|President Biden this week announced plans to end the nation’s Covid public health emergency in May, signaling that the pandemic has moved into a less dire phase.
California’s version is set to end even sooner.
The state’s coronavirus emergency declaration will expire on Feb. 28, almost three years after it began. It gave Gov. Gavin Newsom broad power to issue mandates intended to slow the spread of the virus, as well as to bypass certain state laws. He announced in October that he would end the emergency in February, and a spokesperson from his office confirmed on Wednesday that that’s still his plan.
The sunsetting of the emergency declaration, which has been the basis for more than 500 legal and policy measures in California, reflects a shift in how state officials are approaching the pandemic, experts say. Newsom released a statewide plan last year that calls for treating the virus as a manageable risk, as opposed to a crisis.
The coronavirus is still killing about 40 people a day in California, and is infecting people at the level of a “very bad flu season,” said Dr. Timothy Brewer, an epidemiologist at U.C.L.A. But the state seems to have avoided a catastrophic winter surge, and reports of new cases have been falling in recent weeks. Three-fourths of all Californians have received at least an initial vaccination against the virus.
So more than ever in California, the virus has become something we live with, as scientists in the early days of the pandemic predicted that it eventually would. Health experts still strongly advise staying up-to-date on vaccines and boosters, and wearing a mask in high-risk environments, but they aren’t as quick to recommend many other behavioral changes that were once considered necessary.
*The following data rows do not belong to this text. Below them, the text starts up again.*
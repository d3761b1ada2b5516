//! Mount and unmount: associating a subtree with a driver resource.

use std::sync::Arc;

use crate::driver::{DriverGroup, Resource};
use crate::error::{Result, VfsError};
use crate::vfs::traverse::TraverseFlags;
use crate::vfs::types::NodeKind;
use crate::vfs::Vfs;

impl Vfs {
    /// Mount a driver resource on an existing, childless directory.
    ///
    /// The node's kind flips to `Mount` (`Device` for device-group
    /// resources), its cached mount id becomes its own id, and one reference
    /// is pinned so no prune can free a mountpoint.
    pub fn mount(&self, mountpoint: &str, resource: Resource) -> Result<()> {
        tracing::debug!("mount({:?})", mountpoint);
        let traversal =
            self.traverse(mountpoint, &self.root(), TraverseFlags::default(), None)?;
        if !traversal.remainder.is_empty() {
            self.release_node(&traversal.node);
            return Err(VfsError::NotFound(mountpoint.to_string()));
        }
        let node = traversal.node;

        if node.kind() != NodeKind::Dir {
            self.release_node(&node);
            return Err(VfsError::NotADirectory(format!(
                "{} (or already mounted)",
                mountpoint
            )));
        }
        if node.has_children() {
            self.release_node(&node);
            return Err(VfsError::HasChildren(mountpoint.to_string()));
        }

        let kind = match resource.group() {
            DriverGroup::Device => NodeKind::Device,
            _ => NodeKind::Mount,
        };

        {
            let mut props = node.property();
            props.kind = kind;
            props.resource = Some(Arc::new(resource));
            props.mount = Some(node.id());
        }

        // The walk reference is not released: it is the pin that keeps the
        // mountpoint out of every prune path.
        tracing::info!("Mounted {} at {:?}", node.id(), mountpoint);
        Ok(())
    }

    /// Unmount a mountpoint: drop the pin, close the driver resource, delete
    /// all in-memory descendants, and turn the node back into a plain
    /// directory.
    pub fn unmount(&self, mountpoint: &str) -> Result<()> {
        tracing::debug!("unmount({:?})", mountpoint);
        let traversal =
            self.traverse(mountpoint, &self.root(), TraverseFlags::default(), None)?;
        if !traversal.remainder.is_empty() {
            self.release_node(&traversal.node);
            return Err(VfsError::NotFound(mountpoint.to_string()));
        }
        let node = traversal.node;

        if node.mount() != Some(node.id()) {
            self.release_node(&node);
            return Err(VfsError::InvalidArgument("not a mountpoint"));
        }

        // Descendants go first; their resources are released as they die,
        // which lets the driver flush state before close.
        let mut in_use = 0;
        for child_id in node.children() {
            if let Some(child) = self.store.get(child_id) {
                in_use += self.delete_subtree(&child);
            }
        }
        if in_use > 0 {
            self.release_node(&node);
            return Err(VfsError::InUse(in_use as u64));
        }

        let parent_mount = node
            .parent()
            .and_then(|id| self.store.get(id))
            .and_then(|parent| parent.mount());

        let resource = {
            let mut props = node.property();
            props.kind = NodeKind::Dir;
            props.mount = parent_mount;
            props.resource.take()
        };
        if let Some(resource) = resource {
            resource.uninit();
        }

        // Drop the mount pin, then the walk reference.
        node.release();
        self.release_node(&node);

        tracing::info!("Unmounted {:?}", mountpoint);
        Ok(())
    }
}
Barbara Ferrer, the Los Angeles County public health director, recently said that she had started eating indoors at restaurants — for the first time since the pandemic began. Dr. Bob Wachter, chair of U.C.S.F.’s department of medicine, has said that the recent case rates are low enough in the Bay Area that indoor dining feels tolerable, though he’s still wearing a KN-95 mask when grocery shopping.
“I want to live as fully as I can, but am comfortable taking reasonable steps to avoid infection,” Wachter said on Twitter.
The coronavirus is unlikely to burn out altogether, and it’s possible that the emergence of new variants could lead to another big surge, Brewer told me. But for now, he said, the virus seems likely to follow a pattern similar to influenza — circulating year-round and peaking in the colder months.
“I think the way you think about Covid going forward is, you don’t let Covid determine your life — life goes on, even though Covid is out there,” Brewer said. He thinks it’s unlikely that we’ll ever be totally done with Covid. Still, he said, “there does seem to be this need to bring about closure, even though the virus isn’t going anywhere.”